### The input
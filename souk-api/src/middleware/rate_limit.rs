use axum::{
    extract::{ConnectInfo, Request, State},
    http::StatusCode,
    middleware::Next,
    response::{IntoResponse, Response},
};
use souk_store::redis_repo::rate_limit_key;
use std::net::SocketAddr;

use crate::state::AppState;

const WINDOW_SECONDS: i64 = 60;

/// Fixed-window limit per client address. Skipped when Redis is not
/// configured or the client address is unknown; fails open on Redis errors.
pub async fn rate_limit_middleware(State(state): State<AppState>, req: Request, next: Next) -> Response {
    let Some(limit) = &state.rate_limit else {
        return next.run(req).await;
    };
    let Some(ConnectInfo(addr)) = req.extensions().get::<ConnectInfo<SocketAddr>>().copied() else {
        return next.run(req).await;
    };

    let key = rate_limit_key(&addr.ip().to_string(), chrono::Utc::now().timestamp());
    match limit.redis.check_rate_limit(&key, limit.per_minute, WINDOW_SECONDS).await {
        Ok(true) => next.run(req).await,
        Ok(false) => (StatusCode::TOO_MANY_REQUESTS, "Rate limit exceeded").into_response(),
        Err(e) => {
            tracing::warn!(error = %e, "Rate limiter unavailable, allowing request");
            next.run(req).await
        }
    }
}
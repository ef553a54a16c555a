use axum::{extract::State, routing::get, Json, Router};
use serde_json::{json, Value};

use crate::state::AppState;

pub fn routes() -> Router<AppState> {
    Router::new().route("/health", get(health))
}

/// GET /health
async fn health(State(state): State<AppState>) -> Json<Value> {
    let snapshot = state.categories.snapshot();
    Json(json!({
        "status": "ok",
        "categories": snapshot.len(),
        "categories_loaded_at": snapshot.loaded_at(),
    }))
}
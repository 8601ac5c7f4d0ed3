//! `ClientIp` extractor: the address the gate evaluates.

use std::net::{IpAddr, SocketAddr};

use axum::extract::{ConnectInfo, FromRequestParts};
use axum::http::HeaderMap;
use axum::http::request::Parts;

use ipgate_core::error::AppError;

use crate::error::ApiError;
use crate::state::AppState;

/// Source address of the current request.
#[derive(Debug, Clone, Copy, PartialEq, Eq)]
pub struct ClientIp(pub IpAddr);

/// Pick the client address from the forwarding header or the peer.
///
/// `X-Forwarded-For` is only consulted when `trust_forwarded_for` is set,
/// and only its last element is used: that is the hop appended by the
/// trusted proxy, while earlier elements are whatever the client sent.
/// An unparseable header falls back to the peer address.
pub fn resolve_client_ip(
    headers: &HeaderMap,
    peer: Option<IpAddr>,
    trust_forwarded_for: bool,
) -> Option<IpAddr> {
    if trust_forwarded_for {
        let forwarded = headers
            .get("x-forwarded-for")
            .and_then(|v| v.to_str().ok())
            .and_then(|v| v.rsplit(',').next())
            .and_then(|v| v.trim().parse::<IpAddr>().ok());
        if forwarded.is_some() {
            return forwarded;
        }
    }
    peer
}

impl FromRequestParts<AppState> for ClientIp {
    type Rejection = ApiError;

    async fn from_request_parts(
        parts: &mut Parts,
        state: &AppState,
    ) -> Result<Self, Self::Rejection> {
        let peer = parts
            .extensions
            .get::<ConnectInfo<SocketAddr>>()
            .map(|ConnectInfo(addr)| addr.ip());

        resolve_client_ip(&parts.headers, peer, state.config.gate.trust_forwarded_for)
            .map(ClientIp)
            .ok_or_else(|| ApiError(AppError::internal("Client address unavailable")))
    }
}
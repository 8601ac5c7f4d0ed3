//! A single allow-list entry and the rules for matching it against an address.

use std::fmt;
use std::net::Ipv4Addr;

use ipnet::Ipv4Net;
use thiserror::Error;

/// Why an entry string could not be understood.
#[derive(Debug, Clone, PartialEq, Eq, Error)]
pub enum EntryError {
    /// The part before `/` is not a complete IPv4 address.
    #[error("network '{0}' is not a valid IPv4 address")]
    InvalidNetwork(String),
    /// The part after `/` is not a number in `0..=32`.
    #[error("prefix length '{0}' must be a number between 0 and 32")]
    InvalidPrefixLength(String),
    /// A dashed range that is not `a.b.c.start-end`.
    #[error("range must look like a.b.c.start-end")]
    MalformedRange,
    /// A dashed range whose bounds are reversed.
    #[error("range start {start} is greater than range end {end}")]
    ReversedRange {
        /// First octet of the range.
        start: u8,
        /// Last octet of the range.
        end: u8,
    },
    /// Neither an address nor a dotted-decimal prefix.
    #[error("not an IPv4 address or dotted prefix")]
    Unrecognized,
}

/// One parsed allow-list rule.
///
/// Parsing never fails: text that cannot be understood becomes
/// [`AllowListEntry::Literal`], which is compared verbatim against the
/// address text and in practice never matches.
#[derive(Debug, Clone, PartialEq, Eq)]
pub enum AllowListEntry {
    /// A complete address, e.g. `10.0.0.1`.
    Exact(Ipv4Addr),
    /// One to three leading dotted groups, e.g. `192.168`.
    Prefix(String),
    /// A CIDR block, e.g. `10.40.22.0/24`. Host bits may be set.
    Cidr(Ipv4Net),
    /// A dashed last-octet range, e.g. `192.168.1.1-200`.
    Range {
        /// The first three octets, which must match exactly.
        base: [u8; 3],
        /// Lowest permitted last octet (inclusive).
        start: u8,
        /// Highest permitted last octet (inclusive).
        end: u8,
    },
    /// Unparseable text kept for exact-string comparison.
    Literal(String),
}

impl AllowListEntry {
    /// Parse one entry, degrading to [`AllowListEntry::Literal`] on bad input.
    ///
    /// Surrounding whitespace is ignored.
    pub fn parse(raw: &str) -> Self {
        let text = raw.trim();
        Self::try_parse(text).unwrap_or_else(|_| Self::Literal(text.to_string()))
    }

    /// Parse one entry, reporting why it is not usable.
    pub fn try_parse(raw: &str) -> Result<Self, EntryError> {
        let text = raw.trim();

        if let Some((network, len)) = text.split_once('/') {
            let network: Ipv4Addr = network
                .parse()
                .map_err(|_| EntryError::InvalidNetwork(network.to_string()))?;
            return len
                .parse::<u8>()
                .ok()
                .and_then(|prefix_len| Ipv4Net::new(network, prefix_len).ok())
                .map(Self::Cidr)
                .ok_or_else(|| EntryError::InvalidPrefixLength(len.to_string()));
        }

        let last_segment = text.rsplit('.').next().unwrap_or(text);
        if last_segment.contains('-') {
            return parse_range(text);
        }

        if let Ok(addr) = text.parse::<Ipv4Addr>() {
            return Ok(Self::Exact(addr));
        }

        let prefix = text.strip_suffix('.').unwrap_or(text);
        let groups: Vec<&str> = prefix.split('.').collect();
        if (1..=3).contains(&groups.len()) && groups.iter().all(|g| parse_octet(g).is_some()) {
            return Ok(Self::Prefix(prefix.to_string()));
        }

        Err(EntryError::Unrecognized)
    }

    /// Whether `address` is covered by this entry.
    pub fn matches(&self, address: Ipv4Addr) -> bool {
        match self {
            Self::Exact(addr) => *addr == address,
            Self::Prefix(prefix) => address
                .to_string()
                .strip_prefix(prefix.as_str())
                .is_some_and(|rest| rest.starts_with('.')),
            Self::Cidr(net) => net.contains(&address),
            Self::Range { base, start, end } => {
                let octets = address.octets();
                octets[..3] == base[..] && (*start..=*end).contains(&octets[3])
            }
            Self::Literal(text) => *text == address.to_string(),
        }
    }

    /// True for every variant except [`AllowListEntry::Literal`].
    pub fn is_recognized(&self) -> bool {
        !matches!(self, Self::Literal(_))
    }
}

impl fmt::Display for AllowListEntry {
    fn fmt(&self, f: &mut fmt::Formatter<'_>) -> fmt::Result {
        match self {
            Self::Exact(addr) => write!(f, "{addr}"),
            Self::Prefix(prefix) => write!(f, "{prefix}"),
            Self::Cidr(net) => write!(f, "{net}"),
            Self::Range { base, start, end } => {
                write!(f, "{}.{}.{}.{start}-{end}", base[0], base[1], base[2])
            }
            Self::Literal(text) => write!(f, "{text}"),
        }
    }
}

fn parse_range(text: &str) -> Result<AllowListEntry, EntryError> {
    let (head, tail) = text.rsplit_once('.').ok_or(EntryError::MalformedRange)?;
    let base: Vec<u8> = head
        .split('.')
        .map(parse_octet)
        .collect::<Option<_>>()
        .ok_or(EntryError::MalformedRange)?;
    let base: [u8; 3] = base.try_into().map_err(|_| EntryError::MalformedRange)?;

    let (start, end) = tail.split_once('-').ok_or(EntryError::MalformedRange)?;
    let start = parse_octet(start.trim()).ok_or(EntryError::MalformedRange)?;
    let end = parse_octet(end.trim()).ok_or(EntryError::MalformedRange)?;
    if start > end {
        return Err(EntryError::ReversedRange { start, end });
    }

    Ok(AllowListEntry::Range { base, start, end })
}

/// A dotted-decimal group: one to three ASCII digits, value `0..=255`.
fn parse_octet(group: &str) -> Option<u8> {
    if group.is_empty() || group.len() > 3 || !group.bytes().all(|b| b.is_ascii_digit()) {
        return None;
    }
    group.parse().ok()
}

### Exercise instructions
Word for word, restate the data above from its first line down to and including the line with "use ipgate_core::error::AppError;".

### Result for this exercise
filename souk-api/src/middleware/rate_limit.rs
use axum::{
    extract::{ConnectInfo, Request, State},
    http::StatusCode,
    middleware::Next,
    response::{IntoResponse, Response},
};
use souk_store::redis_repo::rate_limit_key;
use std::net::SocketAddr;

use crate::state::AppState;

const WINDOW_SECONDS: i64 = 60;

/// Fixed-window limit per client address. Skipped when Redis is not
/// configured or the client address is unknown; fails open on Redis errors.
pub async fn rate_limit_middleware(State(state): State<AppState>, req: Request, next: Next) -> Response {
    let Some(limit) = &state.rate_limit else {
        return next.run(req).await;
    };
    let Some(ConnectInfo(addr)) = req.extensions().get::<ConnectInfo<SocketAddr>>().copied() else {
        return next.run(req).await;
    };

    let key = rate_limit_key(&addr.ip().to_string(), chrono::Utc::now().timestamp());
    match limit.redis.check_rate_limit(&key, limit.per_minute, WINDOW_SECONDS).await {
        Ok(true) => next.run(req).await,
        Ok(false) => (StatusCode::TOO_MANY_REQUESTS, "Rate limit exceeded").into_response(),
        Err(e) => {
            tracing::warn!(error = %e, "Rate limiter unavailable, allowing request");
            next.run(req).await
        }
    }
}
repository ef553a54a16c555a
use axum::{extract::State, routing::get, Json, Router};
use serde_json::{json, Value};

use crate::state::AppState;

pub fn routes() -> Router<AppState> {
    Router::new().route("/health", get(health))
}

/// GET /health
async fn health(State(state): State<AppState>) -> Json<Value> {
    let snapshot = state.categories.snapshot();
    Json(json!({
        "status": "ok",
        "categories": snapshot.len(),
        "categories_loaded_at": snapshot.loaded_at(),
    }))
}
repository 8601ac5c7f4d0ed3
//! `ClientIp` extractor: the address the gate evaluates.

use std::net::{IpAddr, SocketAddr};

use axum::extract::{ConnectInfo, FromRequestParts};
use axum::http::HeaderMap;
use axum::http::request::Parts;

use ipgate_core::error::AppError;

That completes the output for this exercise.